Department Name: Computer Laboratory

Abstract

Computer systems are critical to modern society, from embedded devices and mobile phones through to internet services, but traditional computer engineering cannot produce reliable and secure systems, as we see in the continual stream of errors and security flaws impacting industry and consumers everywhere. Industry relies on informal prose specifications and ad hoc testing, but the complexity and scale of today's systems make it effectively impossible to exclude errors using only these methods (even though perhaps 70\% of development staff in major vendors are devoted to testing) and adversarial exploits all too often turn errors into major security concerns, with huge financial and social costs. Compounding the problem, the industry-wide abstractions around which real systems are built, including the architectural interfaces between multiprocessor hardware and software, and programming languages such as C and C++, are ill-defined, giving rise to ambiguity and error.

This is a long-standing problem, motivating extensive research on mathematically rigorous alternatives. Until now, it has been impractical to address mainstream widely-deployed systems with rigorous techniques. Academic research has focussed instead on modest-scale safety critical systems and academic verifications of idealised systems. There has been a deep disconnect between practical industrial engineering and systems research on the one hand, and theoretical research in semantics, verification, and foundations on the other. Now, however, the new approaches that we have, with a pragmatic emphasis on the use of mathematically rigorous models where they can be most effective, finally make it feasible to address industrial-scale systems--- and the commercial and social cost of not doing so is becoming ever greater. It is time for rigorous engineering of mainstream systems, unifying practice and theory.

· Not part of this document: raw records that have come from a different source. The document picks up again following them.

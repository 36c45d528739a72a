//! Binary save file.
//!
//! Layout, all integers and floats little-endian:
//!
//! ```text
//! "ACO_SIM" "1.0"
//! width i32, height i32, colony_count i32
//! per colony:  nest_x i32, nest_y i32, food_collected i32, total i32,
//!              active i32, efficiency f32
//! per cell (row-major):
//!              terrain i32, pheromone_food f32, pheromone_home f32,
//!              food_amount i32, colony i32
//! per colony:  agent records, then the sentinel id -1
//!   agent:     id i32, x i32, y i32, prev_x i32, prev_y i32, state u8,
//!              colony i32, energy f32, food_carrying i32, steps i32,
//!              food_delivered i32, preferred_direction i32
//! ```
//!
//! A missing nest is stored as (-1, -1), a missing colony or direction as -1.
//! The tick counter and movement trails are not stored.

use crate::error::{IoError, Result};
use formica_core::{AppConfig, World, MAX_WORLD_SIZE};
use formica_data::{
    AgentRecord, AgentState, Cell, ColonySnapshot, Direction, Position, TerrainKind, WorldSnapshot,
};
use std::path::Path;

const MAGIC: &[u8] = b"ACO_SIM";
const VERSION: &[u8] = b"1.0";
const END_OF_AGENTS: i32 = -1;
const NONE: i32 = -1;

const SEARCHING: u8 = 0x01;
const RETURNING: u8 = 0x02;
const CARRYING: u8 = 0x08;
const TIRED: u8 = 0x20;
const DEAD: u8 = 0x40;

/// Writes `world` to `path`.
pub fn save_world<P: AsRef<Path>>(world: &World, path: P) -> Result<()> {
    let bytes = encode(&world.snapshot())?;
    std::fs::write(&path, &bytes).map_err(|e| {
        IoError::FileSystem(e).with_context(format!("writing save file {:?}", path.as_ref()))
    })?;
    tracing::info!(path = ?path.as_ref(), bytes = bytes.len(), "World saved");
    Ok(())
}

/// Reads a save file and rebuilds a world from it. Parameters that the file
/// does not carry come from `config`.
pub fn load_world<P: AsRef<Path>>(config: AppConfig, path: P) -> Result<World> {
    let snapshot = load_snapshot(&path)?;
    let world = World::from_snapshot(config, &snapshot)
        .map_err(|e| IoError::from(e).with_context(format!("restoring {:?}", path.as_ref())))?;
    tracing::info!(path = ?path.as_ref(), agents = world.agent_count(), "World loaded");
    Ok(world)
}

pub fn load_snapshot<P: AsRef<Path>>(path: P) -> Result<WorldSnapshot> {
    let bytes = std::fs::read(&path).map_err(|e| {
        IoError::FileSystem(e).with_context(format!("reading save file {:?}", path.as_ref()))
    })?;
    decode(&bytes)
}

/// Serialises a snapshot into the save file layout.
pub fn encode(snapshot: &WorldSnapshot) -> Result<Vec<u8>> {
    let mut out = Writer::default();
    out.bytes(MAGIC);
    out.bytes(VERSION);
    out.i32(i32::from(snapshot.width));
    out.i32(i32::from(snapshot.height));
    out.i32(to_i32(snapshot.colonies.len() as u64, "colony count")?);

    for colony in &snapshot.colonies {
        let (x, y) = colony
            .nest_position
            .map(|p| (p.x, p.y))
            .unwrap_or((NONE, NONE));
        out.i32(x);
        out.i32(y);
        out.i32(to_i32(colony.food_collected.into(), "food collected")?);
        out.i32(to_i32(colony.total_count.into(), "total agents")?);
        out.i32(to_i32(colony.active_count.into(), "active agents")?);
        out.f32(colony.efficiency_score);
    }

    for cell in &snapshot.cells {
        out.i32(cell.terrain.code());
        out.f32(cell.pheromone_food);
        out.f32(cell.pheromone_home);
        out.i32(to_i32(cell.food_amount.into(), "food amount")?);
        out.i32(optional_id(cell.owning_colony, "cell owner")?);
    }

    for colony in &snapshot.colonies {
        for agent in &colony.agents {
            encode_agent(&mut out, agent)?;
        }
        out.i32(END_OF_AGENTS);
    }

    Ok(out.buf)
}

fn encode_agent(out: &mut Writer, agent: &AgentRecord) -> Result<()> {
    out.i32(to_i32(agent.id.into(), "agent id")?);
    out.i32(agent.position.x);
    out.i32(agent.position.y);
    out.i32(agent.previous_position.x);
    out.i32(agent.previous_position.y);
    out.u8(state_bits(agent));
    out.i32(to_i32(agent.colony_id.into(), "agent colony")?);
    out.f32(agent.energy);
    out.i32(to_i32(agent.food_carrying.into(), "food carried")?);
    out.i32(to_i32(agent.steps_taken.into(), "steps taken")?);
    out.i32(to_i32(agent.food_delivered.into(), "food delivered")?);
    out.i32(
        agent
            .preferred_direction
            .map(|d| d.index() as i32)
            .unwrap_or(NONE),
    );
    Ok(())
}

fn state_bits(agent: &AgentRecord) -> u8 {
    let mut bits = match agent.state {
        AgentState::Searching => SEARCHING,
        AgentState::Returning => RETURNING,
        AgentState::Dead => DEAD,
    };
    if agent.carrying {
        bits |= CARRYING;
    }
    if agent.tired {
        bits |= TIRED;
    }
    bits
}

/// Parses the save file layout. Any short read or out-of-range field fails
/// the whole decode.
pub fn decode(bytes: &[u8]) -> Result<WorldSnapshot> {
    let mut input = Reader::new(bytes);

    if input.take(MAGIC.len(), "header")? != MAGIC {
        return Err(IoError::format("not a simulation save file"));
    }
    let version = input.take(VERSION.len(), "version")?;
    if version != VERSION {
        return Err(IoError::format(format!(
            "unsupported version {:?}",
            String::from_utf8_lossy(version)
        )));
    }

    let width = dimension(input.i32("width")?, "width")?;
    let height = dimension(input.i32("height")?, "height")?;
    let cell_count = width as usize * height as usize;
    let colony_count = input.i32("colony count")?;
    if colony_count <= 0 || colony_count as usize > cell_count {
        return Err(IoError::format(format!("invalid colony count {colony_count}")));
    }

    let mut colonies = Vec::with_capacity(colony_count as usize);
    for id in 0..colony_count as u32 {
        let what = format!("colony {id}");
        let x = input.i32(&what)?;
        let y = input.i32(&what)?;
        let nest_position = match (x, y) {
            (NONE, NONE) => None,
            (x, y) => Some(Position::new(x, y)),
        };
        colonies.push(ColonySnapshot {
            id,
            nest_position,
            food_collected: non_negative(input.i32(&what)?, "food collected")?,
            total_count: non_negative(input.i32(&what)?, "total agents")?,
            active_count: non_negative(input.i32(&what)?, "active agents")?,
            efficiency_score: input.f32(&what)?,
            agents: Vec::new(),
        });
    }

    let mut cells = Vec::with_capacity(cell_count);
    for index in 0..cell_count {
        let what = format!("cell {index}");
        let code = input.i32(&what)?;
        let terrain = TerrainKind::from_code(code)
            .ok_or_else(|| IoError::format(format!("unknown terrain code {code} in {what}")))?;
        let pheromone_food = pheromone(input.f32(&what)?, &what)?;
        let pheromone_home = pheromone(input.f32(&what)?, &what)?;
        let food_amount = non_negative(input.i32(&what)?, "food amount")?;
        let owning_colony = match input.i32(&what)? {
            NONE => None,
            id if id >= 0 => Some(id as u32),
            id => return Err(IoError::format(format!("invalid owner {id} in {what}"))),
        };
        cells.push(Cell {
            terrain,
            pheromone_food,
            pheromone_home,
            food_amount,
            owning_colony,
        });
    }

    for colony in &mut colonies {
        loop {
            let id = input.i32(&format!("agent run of colony {}", colony.id))?;
            if id == END_OF_AGENTS {
                break;
            }
            if id < 0 {
                return Err(IoError::format(format!("invalid agent id {id}")));
            }
            colony.agents.push(decode_agent(&mut input, id as u32)?);
        }
    }

    if !input.is_empty() {
        return Err(IoError::format(format!(
            "{} trailing bytes after the last agent run",
            input.remaining()
        )));
    }

    Ok(WorldSnapshot {
        width,
        height,
        tick: 0,
        cells,
        colonies,
    })
}

fn decode_agent(input: &mut Reader<'_>, id: u32) -> Result<AgentRecord> {
    let what = format!("agent {id}");
    let position = Position::new(input.i32(&what)?, input.i32(&what)?);
    let previous_position = Position::new(input.i32(&what)?, input.i32(&what)?);
    let bits = input.u8(&what)?;
    let state = if bits & DEAD != 0 {
        AgentState::Dead
    } else if bits & RETURNING != 0 {
        AgentState::Returning
    } else if bits & SEARCHING != 0 {
        AgentState::Searching
    } else {
        return Err(IoError::format(format!("{what} has no state bits ({bits:#04x})")));
    };
    let colony_id = non_negative(input.i32(&what)?, "agent colony")?;
    let energy = input.f32(&what)?;
    let food_carrying = non_negative(input.i32(&what)?, "food carried")?;
    let steps_taken = non_negative(input.i32(&what)?, "steps taken")?;
    let food_delivered = non_negative(input.i32(&what)?, "food delivered")?;
    let preferred_direction = match input.i32(&what)? {
        NONE => None,
        index => Some(
            usize::try_from(index)
                .ok()
                .and_then(Direction::from_index)
                .ok_or_else(|| IoError::format(format!("{what} has direction {index}")))?,
        ),
    };

    Ok(AgentRecord {
        id,
        colony_id,
        position,
        previous_position,
        state,
        carrying: bits & CARRYING != 0,
        tired: bits & TIRED != 0,
        energy,
        food_carrying,
        steps_taken,
        food_delivered,
        preferred_direction,
        trail: Vec::new(),
    })
}

fn dimension(value: i32, what: &str) -> Result<u16> {
    if value <= 0 || value > i32::from(MAX_WORLD_SIZE) {
        return Err(IoError::format(format!("{what} {value} outside 1..={MAX_WORLD_SIZE}")));
    }
    Ok(value as u16)
}

fn non_negative(value: i32, what: &str) -> Result<u32> {
    u32::try_from(value).map_err(|_| IoError::format(format!("negative {what}: {value}")))
}

fn pheromone(value: f32, what: &str) -> Result<f32> {
    if !value.is_finite() || value < 0.0 {
        return Err(IoError::format(format!("invalid pheromone {value} in {what}")));
    }
    Ok(value)
}

fn to_i32(value: u64, what: &str) -> Result<i32> {
    i32::try_from(value).map_err(|_| IoError::format(format!("{what} {value} does not fit in i32")))
}

fn optional_id(id: Option<u32>, what: &str) -> Result<i32> {
    id.map_or(Ok(NONE), |id| to_i32(id.into(), what))
}

#[derive(Default)]
struct Writer {
    buf: Vec<u8>,
}

impl Writer {
    fn bytes(&mut self, bytes: &[u8]) {
        self.buf.extend_from_slice(bytes);
    }

    fn i32(&mut self, value: i32) {
        self.buf.extend_from_slice(&value.to_le_bytes());
    }

    fn f32(&mut self, value: f32) {
        self.buf.extend_from_slice(&value.to_le_bytes());
    }

    fn u8(&mut self, value: u8) {
        self.buf.push(value);
    }
}

struct Reader<'a> {
    data: &'a [u8],
    pos: usize,
}

impl<'a> Reader<'a> {
    fn new(data: &'a [u8]) -> Self {
        Self { data, pos: 0 }
    }

    fn take(&mut self, len: usize, what: &str) -> Result<&'a [u8]> {
        let end = self
            .pos
            .checked_add(len)
            .filter(|end| *end <= self.data.len())
            .ok_or_else(|| IoError::truncated(what))?;
        let slice = &self.data[self.pos..end];
        self.pos = end;
        Ok(slice)
    }

    fn word(&mut self, what: &str) -> Result<[u8; 4]> {
        let mut word = [0u8; 4];
        word.copy_from_slice(self.take(4, what)?);
        Ok(word)
    }

    fn i32(&mut self, what: &str) -> Result<i32> {
        self.word(what).map(i32::from_le_bytes)
    }

    fn f32(&mut self, what: &str) -> Result<f32> {
        self.word(what).map(f32::from_le_bytes)
    }

    fn u8(&mut self, what: &str) -> Result<u8> {
        Ok(self.take(1, what)?[0])
    }

    fn remaining(&self) -> usize {
        self.data.len() - self.pos
    }

    fn is_empty(&self) -> bool {
        self.remaining() == 0
    }
}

REMS brings together a team of leading theory and systems researchers, with key industrial partners, to establish a new synthesis. We will establish a true engineering mathematics for the construction of more robust and secure computer systems: mathematically rigorous models, verification techniques, and engineering tools applied to the construction of full-scale mainstream computer systems, including key infrastructure in widespread use today (multiprocessors, programming languages, and operating systems). We will couple this with novel programming-language and verification support for future system-building. Developing our recent work with processor vendors and language standards bodies, we will address the technical, engineering and social challenges necessary to bring these techniques into widespread use, enabling a radical improvement in computer engineering as a whole.

Planned Impact

Computer systems are pervasive, from a host of embedded devices (in everything from heating controllers and power distribution networks to cars and mobile phones), through the Internet giving us email and the web, up to the supercomputers used for weather forecasting and scientific research. We rely on them in almost everything we do, but they are fundamentally unreliable: they are developed by testing-based methods that cannot handle the complexity of modern systems. The result is a high direct cost, to build adequate systems by these inadequate methods, and a much higher indirect cost, on all of society, to handle the inevitable bugs and inexplicable behaviours that occur and to deal with the security problems that arise when the remaining errors are exploited.


The ambitious aim of the REMS project is to enable and provoke a profound change in how computer systems are engineered, placing *mathematically rigorous* engineering methods at the heart of the development of mainstream systems. This will be achieved by building on precise mathematical models of some of the key abstractions around which all computer systems are constructed: multiprocessors and the C programming language. It will not remove all problems, but it will provide a significant step towards making the products of computer engineering as reliable as the other engineering infrastructure on which society depends.

Towards this broad societal impact are many specific opportunities for economic impact, including:

- On the architectural interface between hardware and software, our processor-vendor partners ARM and IBM will benefit directly from improved specifications, the testing tools that they enable, and discussions of future architectural choices; all users of this interface (compiler and operating system vendors) will benefit from the increased clarity.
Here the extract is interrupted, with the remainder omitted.